Want to start off by saying I'm new to InnoDB and spent all day reading posts yesterday I've tried multiple things along the way to get me where I am now so am I hosed or is there a way out of this dark forest.

I have a table that is central to a number of tables in my data model. So something along these lines:

create table users (id int not null auto_increment
, username varchar(255) NOT NULL
, password varchar(255) NOT NULL
, active int NOT NULL
, PRIMARY KEY (id))
ENGINE=InnoDB COLLATE=utf8_unicode_ci;

Decided to clean up some DELETE / UPDATE clauses on my FKs quickly this weekend...Famous Last Words...

A related table example is here

create table athing (id int not null auto_increment
, name varchar(255) not null
, status varchar(255) not null
, created_by_user_id int 
, PRIMARY KEY (id)
, CONSTRAINT athing_fk1 FOREIGN KEY (created_by_user_id) REFERENCES users (id)
) ENGINE=InnoDB COLLATE=utf8_unicode_ci;

Problem

Modified the FK in the "ATHING" table to include ON DELETE SET NULL. Saved that modification everything seemed ok. I was using HeidiSQL to perform this.

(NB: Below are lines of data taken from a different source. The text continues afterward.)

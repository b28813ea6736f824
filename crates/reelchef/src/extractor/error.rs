use thiserror::Error;

#[derive(Error, Debug, Clone, PartialEq)]
pub enum ExtractError {
    #[error("{provider} request failed: {message}")]
    Provider { provider: String, message: String },

    #[error("Unparseable model reply: {0}")]
    Malformed(String),

    #[error("Not a recipe: {reason}")]
    NotARecipe { reason: String },

    #[error("Recipe analysis timed out")]
    Timeout,
}

impl ExtractError {
    pub fn not_a_recipe(reason: impl Into<String>) -> Self {
        Self::NotARecipe {
            reason: reason.into(),
        }
    }

    /// Message written to the failed job and shown to the end user.
    pub fn user_message(&self) -> String {
        match self {
            Self::Provider { .. } => {
                "The recipe analysis service is unavailable right now. Please try again later"
            }
            Self::Malformed(_) => "We couldn't read a recipe from this video. Please try again",
            Self::NotARecipe { .. } => "This video doesn't appear to contain a recipe",
            Self::Timeout => "Recipe analysis took too long. Please try again",
        }
        .to_string()
    }
}
//! Process-wide wiring of the extraction pipeline.

use std::sync::Arc;

use log::{info, warn};
use reelchef::broadcast::JobProgressBroadcaster;
use reelchef::clock::{Clock, SystemClock};
use reelchef::config::Config;
use reelchef::db::Database;
use reelchef::extractor::{LlmProvider, LlmRecipeExtractor, ProviderFactory};
use reelchef::fetcher::FetcherRegistry;
use reelchef::notify::{spawn_notification_bridge, LogNotifier, Notifier};
use reelchef::pipeline::{BroadcastProgress, Orchestrator};
use reelchef::platform::UrlResolver;
use reelchef::quota::QuotaGate;
use reelchef::service::ExtractionService;
use reelchef::worker::WorkerPool;
use reelchef::ReelchefError;
use secrecy::SecretString;
use tokio::task::JoinHandle;

/// State shared by all request handlers.
pub struct AppState {
    pub service: Arc<ExtractionService>,

    /// Shared secret for the internal routes. `None` disables them.
    pub worker_secret: Option<SecretString>,
}

/// Everything started at boot that has to be stopped on shutdown.
pub struct Runtime {
    pub state: Arc<AppState>,
    pub worker_pool: Arc<WorkerPool>,
    pub notification_bridge: JoinHandle<()>,
}

impl Runtime {
    /// Opens the store, builds every collaborator from `config` and starts
    /// the worker pool. Must be called inside a tokio runtime.
    pub fn start(config: &Config) -> Result<Self, ReelchefError> {
        Self::start_with_notifier(config, Arc::new(LogNotifier))
    }

    pub fn start_with_notifier(
        config: &Config,
        notifier: Arc<dyn Notifier>,
    ) -> Result<Self, ReelchefError> {
        let db = Database::open(&config.database.resolved_path())?;
        let clock: Arc<dyn Clock> = Arc::new(SystemClock);

        let fetchers = FetcherRegistry::from_config(&config.transcript)?;
        let provider = ProviderFactory::create(&config.ai)?;
        info!("Using AI provider '{}'", provider.provider_name());
        let extractor = Arc::new(LlmRecipeExtractor::new(provider));

        let quota = QuotaGate::new(db.clone(), config.limits.clone(), clock.clone());
        let broadcaster = JobProgressBroadcaster::new(config.server.broadcast_capacity);
        let progress = Arc::new(BroadcastProgress::new(broadcaster.clone()));

        let orchestrator = Arc::new(Orchestrator::new(
            db.clone(),
            fetchers,
            extractor,
            quota.clone(),
            progress.clone(),
            clock.clone(),
            config.pipeline.clone(),
        ));
        let worker_pool = Arc::new(WorkerPool::new(
            orchestrator.clone(),
            config.server.worker_count,
        ));

        let resolver = UrlResolver::new(
            config.pipeline.max_redirect_hops,
            config.pipeline.resolve_timeout(),
        )?;
        let service = Arc::new(ExtractionService::new(
            db,
            resolver,
            quota,
            orchestrator,
            worker_pool.clone(),
            progress,
            clock,
        ));

        let notification_bridge = spawn_notification_bridge(&broadcaster, notifier);

        let worker_secret = config.server.worker_secret.resolve()?;
        if worker_secret.is_none() {
            warn!("No worker secret configured; internal routes are disabled");
        }

        Ok(Self {
            state: Arc::new(AppState {
                service,
                worker_secret,
            }),
            worker_pool,
            notification_bridge,
        })
    }

    /// Drains the worker queue. In-flight jobs finish before this returns.
    pub async fn shutdown(self) {
        self.worker_pool.shutdown().await;
        self.notification_bridge.abort();
    }
}
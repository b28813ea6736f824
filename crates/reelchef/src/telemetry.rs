//! Logging bootstrap.
//!
//! One subscriber for the whole process: `RUST_LOG` wins, then the
//! configured level, then `info`. `log` records are bridged into tracing
//! so both facades end up in the same output.

use tracing_subscriber::layer::SubscriberExt;
use tracing_subscriber::EnvFilter;

use crate::config::{LogFormat, LoggingConfig};
use crate::error::ReelchefError;

pub fn init_logging(config: &LoggingConfig) -> Result<(), ReelchefError> {
    let filter = EnvFilter::try_from_default_env()
        .or_else(|_| EnvFilter::try_new(config.level.as_deref().unwrap_or("info")))
        .map_err(|e| ReelchefError::Telemetry(e.to_string()))?;

    let registry = tracing_subscriber::registry().with(filter);
    let installed = match config.format {
        LogFormat::Text => tracing::subscriber::set_global_default(
            registry.with(tracing_subscriber::fmt::layer()),
        ),
        LogFormat::Json => tracing::subscriber::set_global_default(
            registry.with(tracing_subscriber::fmt::layer().json().with_current_span(true)),
        ),
    };
    installed.map_err(|e| ReelchefError::Telemetry(e.to_string()))?;

    tracing_log::LogTracer::init().map_err(|e| ReelchefError::Telemetry(e.to_string()))
}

Long story short I was trolling through my list of tables and low and behold my USERS table was GONE! Through a lot of reading and effort I was able to get things cleaned up but felt to really ensure things were good I dropped all FKs pointing at USERS table and dropped the table.

Now when I attempt to re-create the USERS table I receive this error:

ERROR 1005 (HY000): Can't create table `sprintdb`.`system_users` (errno: 150 "Foreign key constraint is incorrectly formed")

What I noticed post my first attempt at doing this is while I'd thought I'd dropped all FKs there were remnants of keys still out there specifically indexes that supported those keys on some of the tables. In querying the INNODB_SYS_TABLES and INNODB_SYS_INDEXES tables that those indexes that I thought were removed still exist in these system tables.

Is there a way to move beyond this I feel like there exists some piece of information somewhere whether it be in the file system or in the database itself that needs to be refreshed or removed so that I can move forward...thoughts?


回答1:


I have received this message many times while using 3rd party tools to create tables and then constrain against existing tables. It's either one of two things:

  • The int columns have different sizes
  • The int columns have different flags (sans AUTO_INCREMENT)

As an example, I created a table with a tool that somehow created a column as INT(10) instead of the expected INT(11). Even though I just chose INT when creating both, it was messed up - never tracked down why.

Long story short, it's generally best to explicitly state the INT size when creating a table.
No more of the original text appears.